-------- Exercise data
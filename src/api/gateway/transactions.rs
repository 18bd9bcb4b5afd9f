//! Transaction endpoints.

use async_trait::async_trait;
use http::Method;

use super::client::{Access, HttpGateway};
use super::error_mapping::map_decode_error;
use super::{TransactionGateway, TransactionQuery};
use crate::api::error::ClientError;
use crate::api::models::wire::{ApiCreatedTransaction, ApiTransaction, decode_list, decode_one};
use crate::api::models::{CheckoutRequest, Transaction, TransactionId};

#[async_trait]
impl TransactionGateway for HttpGateway {
    async fn list_transactions(
        &self,
        query: &TransactionQuery,
    ) -> Result<Vec<Transaction>, ClientError> {
        let search = query
            .search
            .as_deref()
            .map(str::trim)
            .filter(|term| !term.is_empty());
        let params: Vec<(&str, &str)> = search.into_iter().map(|term| ("search", term)).collect();
        self.fetch(
            &["transactions"],
            &params,
            decode_list::<ApiTransaction, Transaction>,
        )
        .await
    }

    async fn transaction(&self, id: &TransactionId) -> Result<Transaction, ClientError> {
        self.fetch(
            &["transactions", id.as_str()],
            &[],
            decode_one::<ApiTransaction, Transaction>,
        )
        .await
    }

    async fn create_transaction(
        &self,
        order: &CheckoutRequest,
    ) -> Result<TransactionId, ClientError> {
        let body = self
            .send(Method::POST, &["transactions"], Access::Bearer, Some(order))
            .await?;
        decode_one::<ApiCreatedTransaction, TransactionId>(&body)
            .map_err(|error| map_decode_error("POST /transactions", &error))
    }
}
----------------
**Task requirements**
Return the material in full, exactly as shown.

**Response area**
filename src/api/gateway/transactions.rs
repository 18bd9bcb4b5afd9f
//! Transaction endpoints.

use async_trait::async_trait;
use http::Method;

use super::client::{Access, HttpGateway};
use super::error_mapping::map_decode_error;
use super::{TransactionGateway, TransactionQuery};
use crate::api::error::ClientError;
use crate::api::models::wire::{ApiCreatedTransaction, ApiTransaction, decode_list, decode_one};
use crate::api::models::{CheckoutRequest, Transaction, TransactionId};

#[async_trait]
impl TransactionGateway for HttpGateway {
    async fn list_transactions(
        &self,
        query: &TransactionQuery,
    ) -> Result<Vec<Transaction>, ClientError> {
        let search = query
            .search
            .as_deref()
            .map(str::trim)
            .filter(|term| !term.is_empty());
        let params: Vec<(&str, &str)> = search.into_iter().map(|term| ("search", term)).collect();
        self.fetch(
            &["transactions"],
            &params,
            decode_list::<ApiTransaction, Transaction>,
        )
        .await
    }

    async fn transaction(&self, id: &TransactionId) -> Result<Transaction, ClientError> {
        self.fetch(
            &["transactions", id.as_str()],
            &[],
            decode_one::<ApiTransaction, Transaction>,
        )
        .await
    }

    async fn create_transaction(
        &self,
        order: &CheckoutRequest,
    ) -> Result<TransactionId, ClientError> {
        let body = self
            .send(Method::POST, &["transactions"], Access::Bearer, Some(order))
            .await?;
        decode_one::<ApiCreatedTransaction, TransactionId>(&body)
            .map_err(|error| map_decode_error("POST /transactions", &error))
    }
}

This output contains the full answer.